Derita Calon
Tumbal
Oleh : Jojopradipta
Susi
dan yani tewas dengan sebuah tanda merah di telapak tangannya. Kini tinggal
Fandi dan ibunya yang tersisa. Siapa yang akan dijadikan tumbal.
*****
Fandi
tampak pucat menghadapi hari yang menegangkan. Ia selalu tertekan jika saat itu
tiba. Resah karena ia mengetahui keberadaan keluarganya yang makan minum dari
hasil pemujaan. Ayahnya memuja setan dengan mempersembahkan nyawa demi setumpuk
harta. Ayahnya telah mengambil jalan sesat, membuat batinnya selalu tersiksa.
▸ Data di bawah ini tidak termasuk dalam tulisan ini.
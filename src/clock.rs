//! Injectable timer facility.
//!
//! The supervisor never sleeps itself: it schedules delayed callbacks on a
//! [`Clock`] and keeps the returned [`TimerHandle`] to cancel them. The
//! tokio implementation follows `tokio::time`, so tests can run on a
//! paused runtime clock.

use futures::future::BoxFuture;
use std::time::Duration;
use tokio::task::AbortHandle;
use tokio::time::Instant;

/// Time source and delayed-callback scheduler
pub trait Clock: Send + Sync {
    /// Monotonic now
    fn now(&self) -> Instant;

    /// Run `callback` once `delay` has elapsed
    fn schedule(&self, delay: Duration, callback: BoxFuture<'static, ()>) -> TimerHandle;
}

/// Cancellation token for a scheduled callback
#[derive(Debug)]
pub struct TimerHandle {
    abort: AbortHandle,
    due: Instant,
}

impl TimerHandle {
    pub fn new(abort: AbortHandle, due: Instant) -> Self {
        Self { abort, due }
    }

    /// Cancel the callback if it has not run yet
    pub fn cancel(self) {
        self.abort.abort();
    }

    /// When the callback is due
    pub fn due(&self) -> Instant {
        self.due
    }

    /// Whether the callback has run or been cancelled
    pub fn is_finished(&self) -> bool {
        self.abort.is_finished()
    }
}

/// Clock backed by the tokio timer wheel
#[derive(Debug, Clone, Copy, Default)]
pub struct TokioClock;

impl TokioClock {
    pub fn new() -> Self {
        Self
    }
}

impl Clock for TokioClock {
    fn now(&self) -> Instant {
        Instant::now()
    }

    fn schedule(&self, delay: Duration, callback: BoxFuture<'static, ()>) -> TimerHandle {
        let due = Instant::now() + delay;
        let task = tokio::spawn(async move {
            tokio::time::sleep_until(due).await;
            callback.await;
        });
        TimerHandle::new(task.abort_handle(), due)
    }
}
//! droidfrpd - A supervisor for the FRP reverse-proxy binaries
//!
//! This library provides a process supervisor that:
//! - Extracts a bundled FRP client or server binary into a writable data directory
//! - Materializes a default configuration file on first use and never overwrites it
//! - Spawns the binary and streams its stdout/stderr into a bounded log buffer
//! - Treats an exit within the first seconds as a configuration error
//! - Periodically checks liveness and restarts a child that crashed later on
//! - Optionally starts on boot from persisted settings

pub mod autostart;
pub mod clock;
pub mod config;
pub mod config_store;
pub mod drainer;
pub mod error;
pub mod host;
pub mod log_buffer;
pub mod log_view;
pub mod mode;
pub mod provision;
pub mod settings;
pub mod supervisor;

pub use mode::Mode;
pub use supervisor::{Phase, Supervisor, SupervisorStatus, SupervisorView};
impl Supervisor {
    /// Start building a supervisor that keeps its files in `data_dir`
    pub fn builder(data_dir: impl Into<PathBuf>, assets: BinaryAssets) -> SupervisorBuilder {
        SupervisorBuilder {
            data_dir: data_dir.into(),
            assets,
            config: SupervisorConfig::default(),
            host: Arc::new(TokioProcessHost::new()),
            clock: Arc::new(TokioClock::new()),
            log: None,
        }
    }

    /// Start the child for `mode`.
    ///
    /// Ignored unless the supervisor is idle or failed. Failures are
    /// reported through the log buffer and the `Failed` phase.
    pub async fn start(&self, mode: Mode) {
        let mut control = self.inner.control.lock().await;
        let phase = self.inner.phase();
        if !matches!(phase, Phase::Idle | Phase::Failed) {
            debug!(mode = %mode, ?phase, "Start ignored, supervisor is busy");
            return;
        }
        self.inner.launch(&mut control, mode, Trigger::Manual);
    }

    /// Stop the child and cancel all timers.
    ///
    /// Waits at most the configured stop timeout for the drainers.
    pub async fn stop(&self) {
        self.inner.stop().await;
    }

    pub fn current_mode(&self) -> Mode {
        self.inner.status_tx.borrow().mode
    }

    /// True while the phase is `Running`
    pub fn is_running(&self) -> bool {
        self.phase() == Phase::Running
    }

    pub fn phase(&self) -> Phase {
        self.inner.phase()
    }

    pub fn status(&self) -> SupervisorStatus {
        *self.inner.status_tx.borrow()
    }

    /// Receive every status transition
    pub fn subscribe(&self) -> watch::Receiver<SupervisorStatus> {
        self.inner.status_tx.subscribe()
    }

    pub fn log_buffer(&self) -> Arc<LogBuffer> {
        Arc::clone(&self.inner.log)
    }

    pub fn config_store(&self) -> &ConfigStore {
        &self.inner.configs
    }

    pub fn provisioner(&self) -> &BinaryProvisioner {
        &self.inner.provisioner
    }

    /// Read-only facade for observers
    pub fn view(&self) -> SupervisorView {
        SupervisorView {
            status_rx: self.subscribe(),
            log: self.log_buffer(),
        }
    }
}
Kini hari permintaan tumbal itu telah dekat, itulah yang membuat Fabdi resah.
Keresahan
Fandi memang sangat beralasan. Sudah banyak korban manusia yang telah dijadikan
tumbal oleh ayahnya. Termasuk kedua adik perempuannya yang masih berusia belasan
tahun. Fandi pun amat takut dirinya akan dijadikan tumbal oleh ayahnya.
Sementara
di rumah itu, kini hanya tinggal ibunya dan dia yang tersisa. Mereka hanya
menunggu waktu untuk dijadikan tumbal ayahnya. Celakanya, Fandi tak mungkin
lari dari kenyataan itu.
Ditengah
lamunan Fandi, wajah Susi dan Yani adiknya melintas dalam ingatan. Wajah yang
selalu menggoda dirinya bila sedang bercanda. Benar-benar menyiksa, bayangan
itu tak mau pergi dari pelupuk matanya.
Mereka
terus membayangi sepanjang hari, seperti mengajak Fandi untuk ikut bersama
meraka. Atau menyuruh Fandi untuk menghentikan semua penyengsaraan ini.
Masih
terbayang dalam ingatan Fandi bagaimana kedua adiknya itu meninggal. Tapi hanya
tanda merah yang berbentuk seperti bola di kedua telapak tangan serta
bercak-bercak nerah di kulit tubuh mereka sebagai bukti kematian Susi dan Fani.
Namun
kedua orang tuanya tidak merasa heran atas kepergian kedua adiknya yang hanya
berselang beberapa hari itu. Tuhan, apa sebenarnya yang sedang menimpa keluarga
kami.
Lamunan
Fandi pagi itu terhenti oleh derap kaki yang mendekatinya. Fandi langsung
menoleh dan ternyata langkah kaki itu milik ibunya. Dengan membawa secangkir
the, Fitri mendekati Fandi yang menyambutnya dengan senyuman. Perlahan, Fitri,
ibunya, mengambil kursi dan duduk berhadapan dengan Fandi.
“Kenapa
pagi-pagi begini kamu melamun? Tidak kuliah” tegur Fitri. “Atau kau sengaja
berangkat sama sopir? Ayahmu baru saja pergi?” sambungnya lagi.
Tegur
sapa Fitri yang halus dan lembut, membuat Fandi tergagap. Tapi ia berusaha
menyembunyikannya. Fandi tak menjawab semua pertanyaan ibunya, ia malah balik
bertanya.
“Bu,
apakah perkebunan kita tidak mengalami perubahan? Kita sudah lama tidak
menjenguknya. Bila ibu mau, Fandi ingin mengajak ibu kesana. Sekaligus ada
sesuatu hal yang ingin Fandi tanyakan,” kata Fandi mengajak ibunya.
Fandi
memberanikan diri mengajak ibunya ke perkebunan dengan harapan dapat mengetahui
apakah ibunya benar-benar belum mengetahui kalau ayahnya seorang pemuja setan.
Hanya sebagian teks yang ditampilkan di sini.